TASK PROMPT>
Please reproduce the following records exactly as they appear.

┄┄┄┄┄┄

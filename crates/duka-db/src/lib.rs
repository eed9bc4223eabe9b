//! # duka-db: Ledger Store for Duka
//!
//! SQLite storage for the transaction engine, built on sqlx.
//!
//! ## Architecture Position
//! ```text
//! ┌─────────────────────────────────────────────────────────────────────────┐
//! │                        Duka Data Flow                                   │
//! │                                                                         │
//! │  duka-engine (retry loop, events)                                       │
//! │       │                                                                 │
//! │       ▼                                                                 │
//! │  ┌─────────────────────────────────────────────────────────────────┐   │
//! │  │                     duka-db (THIS CRATE)                        │   │
//! │  │                                                                 │   │
//! │  │   ┌───────────────┐    ┌────────────────┐   ┌──────────────┐   │   │
//! │  │   │   Database    │    │  Repositories  │   │  Migrations  │   │   │
//! │  │   │   (pool.rs)   │    │                │   │  (embedded)  │   │   │
//! │  │   │               │    │ Inventory Guard│   │              │   │   │
//! │  │   │ SqlitePool    │◄───│ Sales, Credit  │   │ 001_initial  │   │   │
//! │  │   │ WAL, FKs on   │    │ Reversals      │   │              │   │   │
//! │  │   │               │    │ Transfers      │   │              │   │   │
//! │  │   └───────────────┘    │ Audit, Catalog │   └──────────────┘   │   │
//! │  │                        └────────────────┘                      │   │
//! │  └─────────────────────────────────────────────────────────────────┘   │
//! │       │                                                                 │
//! │       ▼                                                                 │
//! │  SQLite database (file, or :memory: in tests)                           │
//! └─────────────────────────────────────────────────────────────────────────┘
//! ```
//!
//! ## Module Organization
//!
//! - [`pool`] - Connection pool creation and configuration
//! - [`migrations`] - Embedded database migrations
//! - [`error`] - Database error types
//! - [`repository`] - Repositories, one transaction per mutation
//!
//! ## Usage
//!
//! ```rust,ignore
//! use duka_db::{Database, DbConfig};
//!
//! let db = Database::new(DbConfig::new("data/duka.db")).await?;
//!
//! let receipt = db.sales().create_sale(&new_sale, &actor).await?;
//! let on_hand = db.inventory().quantity(&product_id, &branch_id).await?;
//! ```

// =============================================================================
// Module Declarations
// =============================================================================

pub mod error;
pub mod migrations;
pub mod pool;
pub mod repository;

// =============================================================================
// Re-exports
// =============================================================================

/// Tracing filter used by the seed binary and by `duka-engine` when
/// `RUST_LOG` is unset.
pub const DEFAULT_LOG_FILTER: &str = "info,duka=debug,sqlx=warn";

pub use error::{DbError, DbResult};
pub use pool::{Database, DbConfig};

// Repository re-exports for convenience
pub use repository::audit::AuditRepository;
pub use repository::catalog::CatalogRepository;
pub use repository::credit::{CreditRepository, CreditSettlement, OutstandingCredit};
pub use repository::inventory::{InventoryRepository, RestockOutcome, StockChange};
pub use repository::reversal::{ReversalOutcome, ReversalRepository};
pub use repository::sale::{SaleReceipt, SaleRepository};
pub use repository::transfer::{AutoCompletion, TransferOutcome, TransferRepository};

┄┄┄┄┄┄

SOLVED PROBLEM>
filename crates/duka-db/src/lib.rs
repository eed9bc4223eabe9b
//! # duka-db: Ledger Store for Duka
//!
//! SQLite storage for the transaction engine, built on sqlx.
//!
//! ## Architecture Position
//! ```text
//! ┌─────────────────────────────────────────────────────────────────────────┐
//! │                        Duka Data Flow                                   │
//! │                                                                         │
//! │  duka-engine (retry loop, events)                                       │
//! │       │                                                                 │
//! │       ▼                                                                 │
//! │  ┌─────────────────────────────────────────────────────────────────┐   │
//! │  │                     duka-db (THIS CRATE)                        │   │
//! │  │                                                                 │   │
//! │  │   ┌───────────────┐    ┌────────────────┐   ┌──────────────┐   │   │
//! │  │   │   Database    │    │  Repositories  │   │  Migrations  │   │   │
//! │  │   │   (pool.rs)   │    │                │   │  (embedded)  │   │   │
//! │  │   │               │    │ Inventory Guard│   │              │   │   │
//! │  │   │ SqlitePool    │◄───│ Sales, Credit  │   │ 001_initial  │   │   │
//! │  │   │ WAL, FKs on   │    │ Reversals      │   │              │   │   │
//! │  │   │               │    │ Transfers      │   │              │   │   │
//! │  │   └───────────────┘    │ Audit, Catalog │   └──────────────┘   │   │
//! │  │                        └────────────────┘                      │   │
//! │  └─────────────────────────────────────────────────────────────────┘   │
//! │       │                                                                 │
//! │       ▼                                                                 │
//! │  SQLite database (file, or :memory: in tests)                           │
//! └─────────────────────────────────────────────────────────────────────────┘
//! ```
//!
//! ## Module Organization
//!
//! - [`pool`] - Connection pool creation and configuration
//! - [`migrations`] - Embedded database migrations
//! - [`error`] - Database error types
//! - [`repository`] - Repositories, one transaction per mutation
//!
//! ## Usage
//!
//! ```rust,ignore
//! use duka_db::{Database, DbConfig};
//!
//! let db = Database::new(DbConfig::new("data/duka.db")).await?;
//!
//! let receipt = db.sales().create_sale(&new_sale, &actor).await?;
//! let on_hand = db.inventory().quantity(&product_id, &branch_id).await?;
//! ```

// =============================================================================
// Module Declarations
// =============================================================================

pub mod error;
pub mod migrations;
pub mod pool;
pub mod repository;

// =============================================================================
// Re-exports
// =============================================================================

/// Tracing filter used by the seed binary and by `duka-engine` when
/// `RUST_LOG` is unset.
pub const DEFAULT_LOG_FILTER: &str = "info,duka=debug,sqlx=warn";

pub use error::{DbError, DbResult};
pub use pool::{Database, DbConfig};

// Repository re-exports for convenience
pub use repository::audit::AuditRepository;
pub use repository::catalog::CatalogRepository;
pub use repository::credit::{CreditRepository, CreditSettlement, OutstandingCredit};
pub use repository::inventory::{InventoryRepository, RestockOutcome, StockChange};
pub use repository::reversal::{ReversalOutcome, ReversalRepository};
pub use repository::sale::{SaleReceipt, SaleRepository};
pub use repository::transfer::{AutoCompletion, TransferOutcome, TransferRepository};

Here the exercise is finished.